DATASET RECORDS |
//! Best-effort conversion of raw sensor states into numbers.

/// State tokens that mean "no reading" rather than a number.
///
/// Compared after trimming and lowercasing the raw text.
pub const SENTINEL_TOKENS: &[&str] = &["unknown", "unavailable", "none", "nan"];

/// Raw state value as reported by the host.
///
/// Hosts report states as numbers, numeric text, sentinel tokens, or nothing
/// at all. [`coerce`] maps every variant to `Option<f64>`.
#[derive(Debug, Clone, PartialEq, Default)]
pub enum NumberLike {
    /// No state reported.
    #[default]
    Absent,
    /// Integer state.
    Int(i64),
    /// Floating-point state.
    Float(f64),
    /// Textual state, possibly numeric.
    Text(String),
    /// Boolean state, read as `1.0` or `0.0`.
    Bool(bool),
}

impl NumberLike {
    /// Shorthand for [`coerce`].
    pub fn as_f64(&self) -> Option<f64> {
        coerce(self)
    }

    /// Returns `true` for [`NumberLike::Absent`].
    pub fn is_absent(&self) -> bool {
        matches!(self, Self::Absent)
    }
}

impl From<f64> for NumberLike {
    fn from(value: f64) -> Self {
        Self::Float(value)
    }
}

impl From<f32> for NumberLike {
    fn from(value: f32) -> Self {
        Self::Float(f64::from(value))
    }
}

impl From<i64> for NumberLike {
    fn from(value: i64) -> Self {
        Self::Int(value)
    }
}

impl From<i32> for NumberLike {
    fn from(value: i32) -> Self {
        Self::Int(i64::from(value))
    }
}

impl From<u32> for NumberLike {
    fn from(value: u32) -> Self {
        Self::Int(i64::from(value))
    }
}

impl From<bool> for NumberLike {
    fn from(value: bool) -> Self {
        Self::Bool(value)
    }
}

impl From<&str> for NumberLike {
    fn from(value: &str) -> Self {
        Self::Text(value.to_string())
    }
}

impl From<String> for NumberLike {
    fn from(value: String) -> Self {
        Self::Text(value)
    }
}

impl<T: Into<NumberLike>> From<Option<T>> for NumberLike {
    fn from(value: Option<T>) -> Self {
        value.map_or(Self::Absent, Into::into)
    }
}

/// Converts a raw state into a float, or `None` when it carries no number.
///
/// - Numbers pass through unchanged (integers are widened to `f64`).
/// - Text is trimmed and lowercased; [`SENTINEL_TOKENS`] yield `None`,
///   anything else is parsed as a decimal float (sign and exponent allowed).
/// - Booleans count as `1.0` and `0.0`.
/// - Unparseable text and [`NumberLike::Absent`] yield `None`.
///
/// Never panics.
///
/// # Examples
///
/// ```
/// use powermix::calc::coerce::{NumberLike, coerce};
///
/// assert_eq!(coerce(&NumberLike::from(" 42.5 ")), Some(42.5));
/// assert_eq!(coerce(&NumberLike::from("Unavailable")), None);
/// assert_eq!(coerce(&NumberLike::from(10)), Some(10.0));
/// ```
pub fn coerce(value: &NumberLike) -> Option<f64> {
    match value {
        NumberLike::Absent => None,
        NumberLike::Bool(b) => Some(f64::from(u8::from(*b))),
        NumberLike::Int(i) => Some(*i as f64),
        NumberLike::Float(f) => Some(*f),
        NumberLike::Text(raw) => parse_text(raw),
    }
}

fn parse_text(raw: &str) -> Option<f64> {
    let text = raw.trim().to_lowercase();
    if SENTINEL_TOKENS.contains(&text.as_str()) {
        return None;
    }
    text.parse::<f64>().ok()
}

#[cfg(test)]
mod tests {
    use super::*;

    #[test]
    fn numbers_pass_through() {
        assert_eq!(coerce(&NumberLike::from(10)), Some(10.0));
        assert_eq!(coerce(&NumberLike::from(2.75)), Some(2.75));
        assert_eq!(coerce(&NumberLike::from(-7_i64)), Some(-7.0));
    }

    #[test]
    fn numeric_text_is_parsed() {
        assert_eq!(coerce(&NumberLike::from("42.5")), Some(42.5));
        assert_eq!(coerce(&NumberLike::from("  -12 ")), Some(-12.0));
        assert_eq!(coerce(&NumberLike::from("1e3")), Some(1000.0));
        assert_eq!(coerce(&NumberLike::from("+2.5E-1")), Some(0.25));
        assert_eq!(coerce(&NumberLike::from(".5")), Some(0.5));
    }

    #[test]
    fn underscore_digit_separators_are_rejected() {
        assert_eq!(coerce(&NumberLike::from("1_000")), None);
        assert_eq!(coerce(&NumberLike::from("1000")), Some(1000.0));
    }

    #[test]
    fn sentinels_are_absent_regardless_of_case_and_padding() {
        for token in [" unknown ", "UNAVAILABLE", "None", "NaN", "\tunknown\n"] {
            assert_eq!(coerce(&NumberLike::from(token)), None, "token {token:?}");
        }
    }

    #[test]
    fn garbage_and_absent_are_absent() {
        assert_eq!(coerce(&NumberLike::from("garbage")), None);
        assert_eq!(coerce(&NumberLike::from("")), None);
        assert_eq!(coerce(&NumberLike::from("12 W")), None);
        assert_eq!(coerce(&NumberLike::Absent), None);
    }

    #[test]
    fn booleans_count_as_one_and_zero() {
        assert_eq!(coerce(&NumberLike::from(true)), Some(1.0));
        assert_eq!(coerce(&NumberLike::from(false)), Some(0.0));
    }

    #[test]
    fn option_conversion_maps_none_to_absent() {
        assert!(NumberLike::from(None::<f64>).is_absent());
        assert_eq!(NumberLike::from(Some("5")).as_f64(), Some(5.0));
    }

    #[test]
    fn infinity_text_parses_like_a_float() {
        assert_eq!(coerce(&NumberLike::from("inf")), Some(f64::INFINITY));
        assert_eq!(coerce(&NumberLike::from("-Infinity")), Some(f64::NEG_INFINITY));
    }
}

WORK INSTRUCTIONS | Return each line of the entries that holds the string "unknown".

SOLUTION |
pub const SENTINEL_TOKENS: &[&str] = &["unknown", "unavailable", "none", "nan"];
        for token in [" unknown ", "UNAVAILABLE", "None", "NaN", "\tunknown\n"] {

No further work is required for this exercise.